Let $\{R_i\}_{1\leq i\leq n}$ be a family of disjoint closed rectangular surfaces with total area 4 such that their projections of the $Ox$ axis is an interval. Prove that there exist a triangle with vertices in $\displaystyle \bigcup_{i=1}^n R_i$ which has an area of at least 1. [Thanks Grobber for the correction]
Problem
Source: Romanian ROM TST 2004, problem 2, created by Dan Ismailescu
Tags: geometry, rectangle, inequalities, analytic geometry, geometry proposed
psykyk
02.05.2004 16:35
hi! just a question about problem 2, Can the rectangles have points in common? and in that case are the common areas considered once for the total area? psykyk p.s. sorry for posting in the wrong place the last occasion
grobber
02.05.2004 20:12
If I remember correctly, the closed rectangular surfaces had to be disjoint.
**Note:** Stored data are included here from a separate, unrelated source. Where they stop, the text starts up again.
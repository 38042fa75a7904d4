use std::time::Duration;

use companion_protocol::{DecodeError, ErrorShape, error_codes};

/// Failure of the real-time channel while delivering a call or packet.
#[derive(Debug, thiserror::Error)]
pub enum TransportError {
    #[error("no participant '{0}' is connected")]
    NotConnected(String),

    #[error("no response within {0:?}")]
    Timeout(Duration),

    #[error("channel closed")]
    Closed,

    #[error("remote error {0}")]
    Remote(ErrorShape),

    #[error(transparent)]
    WebSocket(Box<tokio_tungstenite::tungstenite::Error>),
}

impl From<tokio_tungstenite::tungstenite::Error> for TransportError {
    fn from(err: tokio_tungstenite::tungstenite::Error) -> Self {
        Self::WebSocket(Box::new(err))
    }
}

#[derive(Debug, thiserror::Error)]
pub enum Error {
    #[error("invalid payload: {0}")]
    Decode(#[from] DecodeError),

    #[error("payload too large: {size} > {max} bytes")]
    PayloadTooLarge { size: usize, max: usize },

    #[error("invalid action: {action}")]
    InvalidAction { action: String },

    #[error("missing required field: {field}")]
    MissingField { field: &'static str },

    #[error("invalid {field}: {reason}")]
    InvalidField { field: String, reason: String },

    #[error("no {entity} with id {id}")]
    NoSuchEntity { entity: String, id: String },

    #[error("method already registered: {method}")]
    AlreadyRegistered { method: String },

    #[error("transport: {0}")]
    Transport(#[from] TransportError),

    #[error("config: {0}")]
    Config(String),

    #[error(transparent)]
    Json(#[from] serde_json::Error),
}

impl Error {
    #[must_use]
    pub fn invalid_field(field: impl Into<String>, reason: impl Into<String>) -> Self {
        Self::InvalidField {
            field: field.into(),
            reason: reason.into(),
        }
    }

    #[must_use]
    pub fn no_such_entity(entity: impl Into<String>, id: impl ToString) -> Self {
        Self::NoSuchEntity {
            entity: entity.into(),
            id: id.to_string(),
        }
    }

    /// Stable wire code for this error.
    pub fn code(&self) -> &'static str {
        match self {
            Self::Decode(_) => error_codes::DECODE_ERROR,
            Self::PayloadTooLarge { .. } => error_codes::PAYLOAD_TOO_LARGE,
            Self::InvalidAction { .. } => error_codes::INVALID_ACTION,
            Self::MissingField { .. } => error_codes::MISSING_FIELD,
            Self::InvalidField { .. } => error_codes::INVALID_FIELD,
            Self::NoSuchEntity { .. } => error_codes::NO_SUCH_ENTITY,
            Self::AlreadyRegistered { .. } => error_codes::CONFLICT,
            Self::Transport(TransportError::NotConnected(_)) => error_codes::UNAVAILABLE,
            Self::Transport(TransportError::Timeout(_)) => error_codes::TIMEOUT,
            Self::Transport(_) => error_codes::TRANSPORT_FAILURE,
            Self::Config(_) | Self::Json(_) => error_codes::INTERNAL,
        }
    }

    /// Whether the inbound caller can fix this by changing its payload.
    pub fn is_caller_error(&self) -> bool {
        matches!(
            self,
            Self::Decode(_)
                | Self::PayloadTooLarge { .. }
                | Self::InvalidAction { .. }
                | Self::MissingField { .. }
                | Self::InvalidField { .. }
                | Self::NoSuchEntity { .. }
        )
    }

    pub fn to_error_shape(&self) -> ErrorShape {
        ErrorShape::new(self.code(), self.to_string())
    }
}

pub type Result<T> = std::result::Result<T, Error>;

#[cfg(test)]
mod tests {
    use super::*;

    #[test]
    fn no_such_entity_message() {
        let err = Error::no_such_entity("card", "missing");
        assert_eq!(err.to_string(), "no card with id missing");
        assert_eq!(err.code(), error_codes::NO_SUCH_ENTITY);
        assert!(err.is_caller_error());
    }

    #[test]
    fn decode_error_converts() {
        let err: Error = DecodeError::new("malformed JSON: eof").into();
        assert!(matches!(err, Error::Decode(_)));
        assert_eq!(err.to_string(), "invalid payload: malformed JSON: eof");
    }

    #[test]
    fn transport_errors_map_to_distinct_codes() {
        let timeout: Error = TransportError::Timeout(Duration::from_secs(10)).into();
        let absent: Error = TransportError::NotConnected("agent".into()).into();
        let closed: Error = TransportError::Closed.into();
        assert_eq!(timeout.code(), error_codes::TIMEOUT);
        assert_eq!(absent.code(), error_codes::UNAVAILABLE);
        assert_eq!(closed.code(), error_codes::TRANSPORT_FAILURE);
        assert!(!closed.is_caller_error());
    }

    #[test]
    fn error_shape_uses_display() {
        let shape = Error::MissingField { field: "cardId" }.to_error_shape();
        assert_eq!(shape.code, error_codes::MISSING_FIELD);
        assert_eq!(shape.message, "missing required field: cardId");
    }
}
I think this was mentioned in the text.
psykyk
08.05.2004 05:27
another question my friend, and thx for clearing my previous doubts. First the rectangles must be disjoint, and can their projections onto the Ox axis be not disjoint? Thank you! psykyk
psykyk
08.05.2004 05:52
i am deadly confused with this problem !!! It seems that the interval condition is not at all needed... after being puzzled trying to figure out how could i use this condition i found the following: sinc U Rn (the union)is closed, there is among all triangles with vertices in this region one with maximum area.... then all points are within a triangle that has the first one as median traingle, and it's area is at least 4, so the original one has area at least 1, i'm not sure but with this argument even a strict inequality can be proved.
Hawk Tiger
20.05.2006 10:41
psykyk wrote: i am deadly confused with this problem !!! It seems that the interval condition is not at all needed... after being puzzled trying to figure out how could i use this condition i found the following: sinc U Rn (the union)is closed, there is among all triangles with vertices in this region one with maximum area.... then all points are within a triangle that has the first one as median traingle, and it's area is at least 4, so the original one has area at least 1, i'm not sure but with this argument even a strict inequality can be proved. i really agree with you .i think if there exists a set of points with area 4,then exist three points $A,B,C$ in the set such that the area of triangle $ABC$ is at least 1
enescu
20.05.2006 23:31
The corect statement of the problem ends with: Prove that there exist a triangle with vertices in $\displaystyle \bigcup_{i=1}^n R_i$ which has the area equal to 1.
SurrealisticStranger
27.08.2013 11:57
Let $[a, b]$ be the projection of $ \bigcup_{i=1}^n R_i $ onto $Ox$. For $x \in [a, b],$ define $m(x) = \text{min}\{y|(x, y) \in \bigcup_{i=1}^n R_i\}$ and $M(x) = \text{max}\{y|(x, y) \in \bigcup_{i=1}^n R_i\}.$ Since $\bigcup_{i=1}^n R_i$ is included in $\{(x, y)|x \in [a, b], m(x) \le y \le M(x)\}$ and has area of at least $4$, it follows that there exists $x_0 \in [a, b]$ such that \[(b-a)(M(x_0)-m(x_0)) \ge 4.\] Consider the points $A$ and $B$ having coordinates $(x_0, m(x_0))$ and $(x_0, M(x_0))$ respectively, and suppose, for instance, $x_0 \le {{a+b}\over2}.$ Then, for \[x_1 = x_0 + {2\over{M(x_0) - m(x_0)}}\] we have $x_0 < x_1 \le x_0 + {{b-a}\over2} \le b,$ therefore we can find a point $C \in \bigcup_{i=1}^n R_i$ having coordinates $(x_1, y_1)$ such that $\text{area}(ABC) = 1$.